--- Stored items ---
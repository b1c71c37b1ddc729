//! Integration tests for the end-to-end scenarios named in the storage
//! engine's testable-properties section: a small heap round-trip, NO STEAL
//! eviction, lock acquisition timeout, and abort rollback.

use std::sync::Arc;

use gradedb::buffer_pool::BufferPool;
use gradedb::catalog::Catalog;
use gradedb::config;
use gradedb::field::{Field, Type};
use gradedb::heap_file::HeapFile;
use gradedb::log_file::LogFile;
use gradedb::transaction::TransactionId;
use gradedb::tuple::Tuple;
use gradedb::tuple_desc::{FieldItem, TupleDesc};
use gradedb::types::Permission;

fn two_int_desc() -> TupleDesc {
    TupleDesc::new(vec![
        FieldItem::new(Type::Int, "a"),
        FieldItem::new(Type::Int, "b"),
    ])
}

fn tuple(td: &TupleDesc, a: i32, b: i32) -> Tuple {
    let mut t = Tuple::new(td.clone());
    t.set_field(0, Field::Int(a)).unwrap();
    t.set_field(1, Field::Int(b)).unwrap();
    t
}

/// Scenario 1: insert three tuples into an empty heap file; a scan yields
/// exactly those three tuples, in insertion order.
#[test]
fn small_heap_round_trip() {
    let dir = tempfile::tempdir().unwrap();
    let td = two_int_desc();
    let hf = HeapFile::new(dir.path().join("t.dat"), td.clone()).unwrap();
    let catalog = Arc::new(Catalog::new());
    let hf = catalog.add_table("t", hf);
    let bp = BufferPool::new(10, Arc::clone(&catalog));
    let tid = TransactionId::new();

    for (a, b) in [(1, 2), (3, 4), (5, 6)] {
        bp.insert_tuple(tid, hf.table_id(), tuple(&td, a, b)).unwrap();
    }

    let mut iter = hf.iter(&bp, tid);
    iter.open().unwrap();
    let got: Vec<(i32, i32)> = (&mut iter)
        .map(|r| r.unwrap())
        .map(|t| {
            let a = match t.get_field(0).unwrap() {
                Field::Int(v) => *v,
                _ => unreachable!(),
            };
            let b = match t.get_field(1).unwrap() {
                Field::Int(v) => *v,
                _ => unreachable!(),
            };
            (a, b)
        })
        .collect();

    assert_eq!(got, vec![(1, 2), (3, 4), (5, 6)]);
}

/// Scenario 2: with capacity 2, loading a third clean page evicts one of
/// the first two; once a resident page is dirtied, loading past capacity
/// with every other resident page also dirty raises cache-full.
#[test]
fn eviction_respects_no_steal() {
    let dir = tempfile::tempdir().unwrap();
    let td = two_int_desc();
    let hf = HeapFile::new(dir.path().join("t.dat"), td.clone()).unwrap();
    let catalog = Arc::new(Catalog::new());
    let hf = catalog.add_table("t", hf);
    let bp = BufferPool::new(2, Arc::clone(&catalog));
    let tid = TransactionId::new();

    // Give the table four pages' worth of room by writing four empty pages
    // directly (bypassing the pool, as HeapFile::read_page/write_page do
    // for tests).
    for page_number in 0..4 {
        let pid = gradedb::page_id::PageId::new(hf.table_id(), page_number);
        let page = gradedb::heap_page::HeapPage::new(pid, td.clone(), &gradedb::heap_page::HeapPage::empty_page_data()).unwrap();
        hf.write_page(&page).unwrap();
    }
    let p0 = gradedb::page_id::PageId::new(hf.table_id(), 0);
    let p1 = gradedb::page_id::PageId::new(hf.table_id(), 1);
    let p2 = gradedb::page_id::PageId::new(hf.table_id(), 2);
    let p3 = gradedb::page_id::PageId::new(hf.table_id(), 3);

    bp.get_page(tid, p0, Permission::ReadOnly).unwrap();
    bp.get_page(tid, p1, Permission::ReadOnly).unwrap();
    bp.get_page(tid, p2, Permission::ReadOnly).unwrap();
    assert_eq!(bp.num_resident_pages(), 2);
    assert!(bp.is_resident(p2));
    let survivor = if bp.is_resident(p0) { p0 } else { p1 };

    // Dirty both resident frames, so no clean page is left to evict.
    let page_lock = bp.get_page(tid, survivor, Permission::ReadWrite).unwrap();
    page_lock.write().unwrap().mark_dirty(true, tid);
    let page_lock = bp.get_page(tid, p2, Permission::ReadWrite).unwrap();
    page_lock.write().unwrap().mark_dirty(true, tid);

    let err = bp.get_page(tid, p3, Permission::ReadOnly).unwrap_err();
    assert!(matches!(err, gradedb::SmallDbError::CacheFull(_)));
}

/// Scenario 3: a second transaction requesting a conflicting lock times out
/// after the fixed lock-acquisition budget and the pool reports
/// transaction-aborted.
#[test]
fn conflicting_lock_request_times_out() {
    let dir = tempfile::tempdir().unwrap();
    let td = two_int_desc();
    let hf = HeapFile::new(dir.path().join("t.dat"), td.clone()).unwrap();
    let catalog = Arc::new(Catalog::new());
    let hf = catalog.add_table("t", hf);
    let bp = Arc::new(BufferPool::new(10, Arc::clone(&catalog)));

    let pid = gradedb::page_id::PageId::new(hf.table_id(), 0);
    let page = gradedb::heap_page::HeapPage::new(pid, td.clone(), &gradedb::heap_page::HeapPage::empty_page_data()).unwrap();
    hf.write_page(&page).unwrap();

    let a = TransactionId::new();
    let b = TransactionId::new();
    bp.get_page(a, pid, Permission::ReadWrite).unwrap();

    let started = std::time::Instant::now();
    let err = bp.get_page(b, pid, Permission::ReadOnly).unwrap_err();
    let elapsed = started.elapsed();

    assert!(err.is_transaction_aborted());
    assert!(elapsed.as_millis() as u64 >= config::LOCK_TIMEOUT_MS - 200);
}

/// Scenario 5: aborting a transaction that inserted a tuple restores the
/// page's pre-insert bytes; the lock is released; a fresh transaction's
/// scan does not observe the inserted tuple.
#[test]
fn abort_rolls_back_inserted_tuple() {
    let dir = tempfile::tempdir().unwrap();
    let td = two_int_desc();
    let hf = HeapFile::new(dir.path().join("t.dat"), td.clone()).unwrap();
    let catalog = Arc::new(Catalog::new());
    let hf = catalog.add_table("t", hf);
    let bp = BufferPool::new(10, Arc::clone(&catalog));
    let log = LogFile::new(dir.path().join("log.dat")).unwrap();

    let t = TransactionId::new();
    log.log_start(t).unwrap();
    bp.insert_tuple(t, hf.table_id(), tuple(&td, 1, 2)).unwrap();

    let pid = gradedb::page_id::PageId::new(hf.table_id(), 0);
    assert!(bp.holds_lock(t, pid));

    bp.transaction_complete(t, false, &log).unwrap();

    assert!(!bp.holds_lock(t, pid));

    let fresh = TransactionId::new();
    let mut iter = hf.iter(&bp, fresh);
    iter.open().unwrap();
    assert_eq!(iter.count(), 0);
}
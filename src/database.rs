//! `Database`: process-wide facade bundling the `Catalog`, `BufferPool`,
//! and `LogFile` (SPEC_FULL §4.9).
//!
//! Grounded on the teacher's `src/common/database.rs` singleton (a
//! `mem::transmute`d raw pointer behind `Once`-style reset), reworked onto
//! `once_cell::sync::OnceCell<RwLock<Database>>` — the teacher's own
//! `once_cell` dependency gives the same lazily-initialized, resettable
//! global without the raw-pointer unsafety their `Pod<T>` pattern needs.

use std::path::PathBuf;
use std::sync::{Arc, RwLock, RwLockReadGuard};

use once_cell::sync::OnceCell;

use crate::buffer_pool::BufferPool;
use crate::catalog::Catalog;
use crate::config;
use crate::error::SmallResult;
use crate::log_file::LogFile;

pub struct Database {
    #[allow(dead_code)]
    path: PathBuf,
    catalog: Arc<Catalog>,
    buffer_pool: Arc<BufferPool>,
    log_file: Arc<LogFile>,
}

static INSTANCE: OnceCell<RwLock<Database>> = OnceCell::new();

impl Database {
    fn build() -> SmallResult<Database> {
        let path = PathBuf::from("data").join("default_db");
        std::fs::create_dir_all(&path)?;

        let catalog = Arc::new(Catalog::new());
        let buffer_pool = Arc::new(BufferPool::new(config::DEFAULT_PAGES, Arc::clone(&catalog)));
        let log_file = Arc::new(LogFile::new(path.join("wal.log"))?);

        Ok(Database {
            path,
            catalog,
            buffer_pool,
            log_file,
        })
    }

    pub fn global() -> RwLockReadGuard<'static, Database> {
        INSTANCE
            .get_or_init(|| RwLock::new(Database::build().expect("failed to initialize database")))
            .read()
            .unwrap()
    }

    /// Rebuilds the singleton in place: a fresh, empty catalog and buffer
    /// pool, and a fresh log file. Used for test isolation (teacher's
    /// `Database::reset`).
    pub fn reset() {
        let fresh = Database::build().expect("failed to rebuild database");
        match INSTANCE.get() {
            Some(lock) => *lock.write().unwrap() = fresh,
            None => {
                let _ = INSTANCE.set(RwLock::new(fresh));
            }
        }
    }

    pub fn catalog(&self) -> &Arc<Catalog> {
        &self.catalog
    }

    pub fn buffer_pool(&self) -> &Arc<BufferPool> {
        &self.buffer_pool
    }

    pub fn log_file(&self) -> &Arc<LogFile> {
        &self.log_file
    }
}

#[cfg(test)]
mod tests {
    use super::*;

    #[test]
    fn reset_clears_previously_registered_tables() {
        Database::reset();
        {
            let db = Database::global();
            assert!(db.catalog().table_names().is_empty());
        }
    }
}
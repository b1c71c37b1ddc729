//! `TableStats`: per-table tuple/page counts plus a histogram per column
//! (spec §4.7).
//!
//! Grounded on the two-pass construction spec.md §4.7 pins down (count and
//! min/max first, histograms second) and on the teacher's process-wide
//! `once_cell`/global-table pattern (`src/common/database.rs`) for the
//! registry.

use std::collections::HashMap;
use std::sync::RwLock;

use once_cell::sync::Lazy;

use crate::buffer_pool::BufferPool;
use crate::config;
use crate::error::SmallResult;
use crate::field::{Field, Type};
use crate::heap_file::HeapFile;
use crate::histogram::{IntHistogram, StringHistogram};
use crate::transaction::TransactionId;
use crate::types::Op;

enum ColumnHistogram {
    Int(IntHistogram),
    Str(StringHistogram),
}

impl ColumnHistogram {
    fn ntups(&self) -> u64 {
        match self {
            ColumnHistogram::Int(h) => h.ntups(),
            ColumnHistogram::Str(h) => h.ntups(),
        }
    }
}

pub struct TableStats {
    num_pages: usize,
    num_tuples: u64,
    histograms: Vec<ColumnHistogram>,
}

impl TableStats {
    /// Two sequential scans over `heap_file`: the first counts tuples and
    /// tracks per-int-column min/max (string columns feed their histogram
    /// directly, since `StringHistogram` needs no min/max); the second
    /// builds each `IntHistogram(NUM_HIST_BINS, min, max)` and feeds it.
    pub fn compute(heap_file: &HeapFile, buffer_pool: &BufferPool) -> SmallResult<TableStats> {
        let td = heap_file.tuple_desc();
        let num_fields = td.num_fields();
        let tid = TransactionId::new();

        let mut num_tuples: u64 = 0;
        let mut int_bounds: Vec<Option<(i32, i32)>> = vec![None; num_fields];
        let mut string_histograms: Vec<Option<StringHistogram>> = (0..num_fields)
            .map(|i| match td.field_type(i) {
                Ok(Type::Str) => Some(StringHistogram::new(config::NUM_HIST_BINS)),
                _ => None,
            })
            .collect();

        {
            let mut iter = heap_file.iter(buffer_pool, tid);
            iter.open()?;
            for result in &mut iter {
                let t = result?;
                num_tuples += 1;
                for i in 0..num_fields {
                    match t.get_field(i) {
                        Ok(Field::Int(v)) => {
                            let entry = int_bounds[i].get_or_insert((*v, *v));
                            entry.0 = entry.0.min(*v);
                            entry.1 = entry.1.max(*v);
                        }
                        Ok(Field::Str(s)) => {
                            if let Some(h) = string_histograms[i].as_mut() {
                                h.add_value(s);
                            }
                        }
                        Err(_) => {}
                    }
                }
            }
        }

        let mut int_histograms: Vec<Option<IntHistogram>> = int_bounds
            .iter()
            .map(|bounds| bounds.map(|(min, max)| IntHistogram::new(config::NUM_HIST_BINS, min, max)))
            .collect();

        {
            let mut iter = heap_file.iter(buffer_pool, tid);
            iter.open()?;
            for result in &mut iter {
                let t = result?;
                for i in 0..num_fields {
                    if let (Ok(Field::Int(v)), Some(h)) = (t.get_field(i), int_histograms[i].as_mut()) {
                        h.add_value(*v);
                    }
                }
            }
        }

        let histograms = (0..num_fields)
            .map(|i| match (int_histograms[i].take(), string_histograms[i].take()) {
                (Some(h), _) => ColumnHistogram::Int(h),
                (None, Some(h)) => ColumnHistogram::Str(h),
                // A column with no rows at all gets an empty histogram over
                // a one-wide domain so selectivity queries still resolve.
                (None, None) => ColumnHistogram::Int(IntHistogram::new(config::NUM_HIST_BINS, 0, 0)),
            })
            .collect();

        let num_pages = heap_file.num_pages()?;
        Ok(TableStats {
            num_pages,
            num_tuples,
            histograms,
        })
    }

    /// `numPages * ioCostPerPage * 2`; the factor of 2 models a nested-loop
    /// scan re-reading the table once per outer tuple's probe.
    pub fn estimate_scan_cost(&self) -> f64 {
        self.num_pages as f64 * config::IOCOST_PER_PAGE * 2.0
    }

    pub fn estimate_table_cardinality(&self, selectivity: f64) -> u64 {
        (self.num_tuples as f64 * selectivity).floor() as u64
    }

    pub fn estimate_selectivity(&self, field_index: usize, op: Op, constant: &Field) -> f64 {
        match (&self.histograms[field_index], constant) {
            (ColumnHistogram::Int(h), Field::Int(v)) => h.estimate_selectivity(op, *v),
            (ColumnHistogram::Str(h), Field::Str(s)) => h.estimate_selectivity(op, s),
            _ => self.histograms[field_index].ntups().max(1) as f64 / self.num_tuples.max(1) as f64,
        }
    }

    pub fn num_tuples(&self) -> u64 {
        self.num_tuples
    }

    pub fn num_pages(&self) -> usize {
        self.num_pages
    }
}

/// Process-wide `table name -> TableStats` registry, populated lazily by
/// `compute_statistics` and dropped only by an explicit `clear()`.
pub struct TableStatsRegistry {
    stats: RwLock<HashMap<String, std::sync::Arc<TableStats>>>,
}

static REGISTRY: Lazy<TableStatsRegistry> = Lazy::new(|| TableStatsRegistry {
    stats: RwLock::new(HashMap::new()),
});

impl TableStatsRegistry {
    pub fn global() -> &'static TableStatsRegistry {
        &REGISTRY
    }

    pub fn compute_statistics(
        &self,
        table_name: &str,
        heap_file: &HeapFile,
        buffer_pool: &BufferPool,
    ) -> SmallResult<std::sync::Arc<TableStats>> {
        let stats = std::sync::Arc::new(TableStats::compute(heap_file, buffer_pool)?);
        self.stats
            .write()
            .unwrap()
            .insert(table_name.to_string(), std::sync::Arc::clone(&stats));
        Ok(stats)
    }

    pub fn get(&self, table_name: &str) -> Option<std::sync::Arc<TableStats>> {
        self.stats.read().unwrap().get(table_name).cloned()
    }

    pub fn clear(&self) {
        self.stats.write().unwrap().clear();
    }
}

#[cfg(test)]
mod tests {
    use super::*;
    use crate::catalog::Catalog;
    use crate::field::Type;
    use crate::tuple::Tuple;
    use crate::tuple_desc::{FieldItem, TupleDesc};
    use std::sync::Arc;

    #[test]
    fn two_pass_stats_match_inserted_rows() {
        let dir = tempfile::tempdir().unwrap();
        let td = TupleDesc::new(vec![FieldItem::new(Type::Int, "a")]);
        let hf = HeapFile::new(dir.path().join("t.dat"), td.clone()).unwrap();
        let catalog = Arc::new(Catalog::new());
        let hf = catalog.add_table("t", hf);
        let bp = BufferPool::new(10, Arc::clone(&catalog));
        let tid = TransactionId::new();

        for v in 1..=20 {
            let mut t = Tuple::new(td.clone());
            t.set_field(0, Field::Int(v)).unwrap();
            bp.insert_tuple(tid, hf.table_id(), t).unwrap();
        }
        bp.flush_pages(tid, &crate::log_file::LogFile::new(dir.path().join("log")).unwrap())
            .unwrap();

        let stats = TableStats::compute(&hf, &bp).unwrap();
        assert_eq!(stats.num_tuples(), 20);
        let sel = stats.estimate_selectivity(0, Op::Equals, &Field::Int(10));
        assert!((0.0..=1.0).contains(&sel));
    }

    #[test]
    fn registry_round_trips_by_name() {
        let registry = TableStatsRegistry::global();
        registry.clear();
        assert!(registry.get("missing").is_none());
    }
}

--- YOUR INSTRUCTIONS ---
Read through the lines above and collect those that contain the string "clean".

--- REPLY TO THE TASK ---
/// Scenario 2: with capacity 2, loading a third clean page evicts one of
    // Dirty both resident frames, so no clean page is left to evict.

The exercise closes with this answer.